Leni named Liberal Party chairman
MANILA, Philippines - Vice President Leni Robredo has been appointed chairman of the Liberal Party (LP).
The National Executive Council of the LP ratified the party chairmanship of Robredo during a meeting at the University of the Philippines in Diliman, Quezon City yesterday – its first since the May elections.
Sen. Francis Pangilinan was named LP president.
The LP members approved a resolution ratifying the appointments of Robredo and Pangilinan.
LP vice chairman Senate Minority Leader Franklin Drilon and other party members including former speaker Feliciano Belmonte Jr., Sen. Paolo Benigno Aquino IV, former interior secretary Manuel Roxas II, former budget secretary Florencio Abad, former senator Wigberto Tañada and Reps. Jose Christopher Belmonte, Josephine Ramirez-Sato, Teodoro Baguilat Jr., Edcel Lagman, Raul Daza and Jorge Banal also attended the meeting.
The LP also approved a resolution conferring the title of chairman emeritus on former president Benigno Aquino III, who was not present at the meeting.

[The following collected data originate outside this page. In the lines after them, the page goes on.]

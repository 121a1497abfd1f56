//! Fibonacci heap priority queue for Rust
//!
//! This crate provides a Fibonacci heap with efficient `decrease_key` support,
//! as described by Fredman and Tarjan, plus the graph algorithms that benefit
//! from it.
//!
//! # Features
//!
//! - **Fibonacci Heap**: O(1) amortized insert and decrease_key; O(log n) amortized extract_min and delete; union linear in the absorbed heap
//! - **Integer data handles**: every element carries an `i64` handle for by-value lookup
//! - **Node references**: generation-checked [`NodeRef`]s for O(1) decrease_key without a forest walk
//! - **Node recycling**: extracted nodes are pooled and reused by later inserts
//! - **Invariant checking**: [`FibonacciHeap::validate`] audits the whole forest
//! - **Pathfinding**: Dijkstra, A* and Prim driven by the heap
//!
//! # Example
//!
//! ```rust
//! use fibheap::FibonacciHeap;
//!
//! let mut heap = FibonacciHeap::new();
//! heap.insert(5, 1).unwrap();
//! let handle = heap.insert(8, 2).unwrap();
//! heap.insert(3, 3).unwrap();
//!
//! heap.decrease_key_ref(&handle, 1).unwrap();
//! assert_eq!(heap.find_min(), Some(2));
//!
//! assert!(heap.decrease_key(1, 0));
//! assert_eq!(heap.extract_min(), Some(1));
//! assert_eq!(heap.len(), 2);
//! ```
//!
//! # Cargo features
//!
//! - `debug-invariants`: validate the forest after every mutating operation
//!   and panic on the first violation.

pub mod arena;
pub mod config;
pub mod fibonacci;
pub mod pathfinding;
pub mod rank;
mod ring;
pub mod traits;
pub mod validate;

// Re-export the main types for convenience
pub use arena::{NodeId, NodeRef};
pub use config::{DuplicatePolicy, HeapConfig};
pub use fibonacci::{DrainSorted, FibonacciHeap, NodeView};
pub use traits::{Data, Handle, Heap, HeapError};
pub use validate::InvariantViolation;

In her speech, Robredo urged her partymates to work together to rebuild the LP.
The LP gave Pangilinan the authority to appoint other party officers and political units.
Despite the dwindling number of party members, Pangilinan said he decided to take up the LP presidency “not because of the certainty of victory, but because of the certainty of our conviction.”
He said he would continue to strive to rebuild the LP as a genuine people’s party and infuse it with new blood from academe, basic sectors, civil society organizations, entrepreneurs, the religious and faith-based sectors, arts and culture, and women.
In a message read during the meeting, LP member and Sen. Leila de Lima, who is detained on drug charges at the Philippine National Police custodial center at Camp Crame, said she remains proud to be “yellow” despite the negative association aimed at the party by its critics.
A majority of the LP members in the House of Representatives jumped ship to President Duterte’s PDP-Laban after the May elections.
Leni counter-poll protest
Meanwhile, supporters of Vice President Robredo will appeal the Supreme Court (SC)’s decision rejecting their petition to allow them to contribute funds for her counter-electoral protest against former senator Ferdinand Marcos Jr.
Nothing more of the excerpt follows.